Moments volés

Être avec lui était comme voler des moments à l'existence. Je n'avais pas le droit d'être avec lui ; j'avais été avec lui. Je n'avais pas le droit de toucher sa peau, d'embrasser ses lèvres ; j'ai touché sa peau, embrassé ses lèvres. Je n'avais pas le droit de rire avec lui, de dormir près de lui ; j'ai ris avec lui, dormi près de lui. Dans ses bras ! sur sa bouche ! au bout de ses doigts ! je n'avais pas le droit de trouver le bonheur. Dans ses bras ! sur sa bouche ! au bout de ses doigts ! j'ai trouvé le bonheur. Je fermais les yeux, l'air heureux, savourant des moments auxquelles je n'avais pas droit.

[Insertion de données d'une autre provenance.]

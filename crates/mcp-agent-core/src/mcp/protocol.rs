//! MCP protocol message types
//!
//! MCP speaks JSON-RPC 2.0. Requests carry an id and expect a response,
//! notifications carry none.

use serde::{Deserialize, Serialize};
use serde_json::Value;

/// Protocol version negotiated during `initialize`
pub const MCP_PROTOCOL_VERSION: &str = "2024-11-05";

/// JSON-RPC version
pub const JSONRPC_VERSION: &str = "2.0";

/// MCP message types
#[derive(Debug, Clone, Serialize, Deserialize)]
#[serde(untagged)]
pub enum McpMessage {
    /// Request message
    Request(McpRequest),
    /// Response message
    Response(McpResponse),
    /// Notification message (no id)
    Notification(McpNotification),
}

impl McpMessage {
    /// Check if this is a response
    pub fn is_response(&self) -> bool {
        matches!(self, Self::Response(_))
    }

    /// Check if this is a request
    pub fn is_request(&self) -> bool {
        matches!(self, Self::Request(_))
    }

    /// Check if this is a notification
    pub fn is_notification(&self) -> bool {
        matches!(self, Self::Notification(_))
    }
}

/// Request ID (can be string or number)
#[derive(Debug, Clone, PartialEq, Eq, Hash, Serialize, Deserialize)]
#[serde(untagged)]
pub enum RequestId {
    /// Number ID
    Number(i64),
    /// String ID
    String(String),
}

impl From<String> for RequestId {
    fn from(s: String) -> Self {
        Self::String(s)
    }
}

impl From<&str> for RequestId {
    fn from(s: &str) -> Self {
        Self::String(s.to_string())
    }
}

impl From<i64> for RequestId {
    fn from(n: i64) -> Self {
        Self::Number(n)
    }
}

impl std::fmt::Display for RequestId {
    fn fmt(&self, f: &mut std::fmt::Formatter<'_>) -> std::fmt::Result {
        match self {
            Self::String(s) => write!(f, "{}", s),
            Self::Number(n) => write!(f, "{}", n),
        }
    }
}

/// JSON-RPC request
#[derive(Debug, Clone, Serialize, Deserialize)]
pub struct McpRequest {
    pub jsonrpc: String,
    pub id: RequestId,
    pub method: String,
    #[serde(default, skip_serializing_if = "Option::is_none")]
    pub params: Option<Value>,
}

impl McpRequest {
    /// Create a new request
    pub fn new(id: impl Into<RequestId>, method: impl Into<String>) -> Self {
        Self {
            jsonrpc: JSONRPC_VERSION.to_string(),
            id: id.into(),
            method: method.into(),
            params: None,
        }
    }

    /// Add parameters to the request
    pub fn with_params(mut self, params: Value) -> Self {
        self.params = Some(params);
        self
    }
}

/// JSON-RPC response
///
/// Has no `method`, so the untagged `McpMessage` never mistakes it for a
/// request; its `id` keeps it from matching a notification.
#[derive(Debug, Clone, Serialize, Deserialize)]
pub struct McpResponse {
    pub jsonrpc: String,
    pub id: RequestId,
    #[serde(default, skip_serializing_if = "Option::is_none")]
    pub result: Option<Value>,
    #[serde(default, skip_serializing_if = "Option::is_none")]
    pub error: Option<McpRpcError>,
}

impl McpResponse {
    /// Create a success response
    pub fn success(id: impl Into<RequestId>, result: Value) -> Self {
        Self {
            jsonrpc: JSONRPC_VERSION.to_string(),
            id: id.into(),
            result: Some(result),
            error: None,
        }
    }

    /// Create an error response
    pub fn error(id: impl Into<RequestId>, error: McpRpcError) -> Self {
        Self {
            jsonrpc: JSONRPC_VERSION.to_string(),
            id: id.into(),
            result: None,
            error: Some(error),
        }
    }

    /// Check if this is a success response
    pub fn is_success(&self) -> bool {
        self.error.is_none()
    }

    /// Get the result, consuming the response
    pub fn into_result(self) -> Result<Value, McpRpcError> {
        match self.error {
            Some(e) => Err(e),
            None => Ok(self.result.unwrap_or(Value::Null)),
        }
    }
}

/// JSON-RPC error object
#[derive(Debug, Clone, Serialize, Deserialize)]
pub struct McpRpcError {
    pub code: i32,
    pub message: String,
    #[serde(default, skip_serializing_if = "Option::is_none")]
    pub data: Option<Value>,
}

impl McpRpcError {
    /// Create a new error
    pub fn new(code: i32, message: impl Into<String>) -> Self {
        Self {
            code,
            message: message.into(),
            data: None,
        }
    }

    /// Method not found (-32601)
    pub fn method_not_found() -> Self {
        Self::new(-32601, "Method not found")
    }
}

impl std::fmt::Display for McpRpcError {
    fn fmt(&self, f: &mut std::fmt::Formatter<'_>) -> std::fmt::Result {
        write!(f, "[{}] {}", self.code, self.message)
    }
}

impl std::error::Error for McpRpcError {}

/// JSON-RPC notification (no id, no response expected)
#[derive(Debug, Clone, Serialize, Deserialize)]
pub struct McpNotification {
    pub jsonrpc: String,
    pub method: String,
    #[serde(default, skip_serializing_if = "Option::is_none")]
    pub params: Option<Value>,
}

impl McpNotification {
    /// Create a new notification
    pub fn new(method: impl Into<String>) -> Self {
        Self {
            jsonrpc: JSONRPC_VERSION.to_string(),
            method: method.into(),
            params: None,
        }
    }

    /// Add parameters
    pub fn with_params(mut self, params: Value) -> Self {
        self.params = Some(params);
        self
    }
}

/// MCP method names
pub mod methods {
    pub const INITIALIZE: &str = "initialize";
    pub const INITIALIZED: &str = "notifications/initialized";

    pub const TOOLS_LIST: &str = "tools/list";
    pub const TOOLS_CALL: &str = "tools/call";

    pub const PING: &str = "ping";

    pub const CANCELLED: &str = "notifications/cancelled";
    pub const PROGRESS: &str = "notifications/progress";
    pub const TOOLS_LIST_CHANGED: &str = "notifications/tools/list_changed";
}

J'ai dérobé un bonheur. Bonheur qui m'était interdit. L'existence est rancunière : œil pour œil, dent pour dent. Ô loi cruelle ! du talion et de ma douleur ! Loi qui s'abat sur moi ! Comme le ciel qui tombe sur ma tête. Regardez sur le sol : reste des morceaux de verre teintés de bleu. Le ciel m'est tombé sur la tête. L'existence est rancunière : punition ! Le vol est condamné. Des miettes de bonheur volées, le malheur récolté en entier. Volé ! j'avais volé ce bonheur à l'existence. Croire être Prométhée. J'ai volé l'étincelle d'un bonheur. Feu défendu ! tu as brûlé mes doigts et enflammé mon corps. Me voilà, aujourd'hui, les mains et les pieds cloués, la peau nue et le ventre déchiré, le sang répandu et les boyaux arrachés. Un oiseau fait de large cercle. Ah ! il tourne, vole, feint les airs et s'abat. Son bec informe perfore mon estomac. L'oiseau dévore mon foie et mon supplice est éternel.

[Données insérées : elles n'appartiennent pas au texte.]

//! Configuration management
//!
//! Credentials and the SSE server URL come from the environment (with
//! `.env` support); model choice, generation parameters and named MCP
//! servers can also come from a JSON config file.

pub mod api_key;
pub mod loader;
pub mod model;

pub use api_key::{GOOGLE_API_KEY_VARS, mask_api_key};
pub use loader::{
    BASE_URL_ENV_VAR, MODEL_ENV_VAR, SERVER_URL_ENV_VAR, load_config_file, read_dotenv,
};
pub use model::{AppConfig, ConfigFile, DEFAULT_MODEL, ModelParameters};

Bonheur ! oh ! franc bonheur que j'ai volé à l'existence. Fruit défendu ! main levée, touchant les hautes feuilles de l'arbre. Fruit défendu ! au creux de ma paume, cueilli de sa branche. Fruit défendu ! au bord de mes lèvres, déchiré la chair de mes dents. Fruit défendu ! ton jus emplit ma langue, ton sucre gronde dans mon sang. Fruit défendu ! je t'ai mangé, apprécié. Fruit défendu ! tes délices m'étaient interdit et me voilà, maintenant, répudiée du Paradis. Un oiseau dévore mon foie parce que j'avais perdu ma foi. Perdu ma foi comme un petit caillou trainant au fond de ma poche. Un oiseau dévore mon foie parce que j'avais perdu ma foi. Perdu ma foi comme Adam trompé par Satan.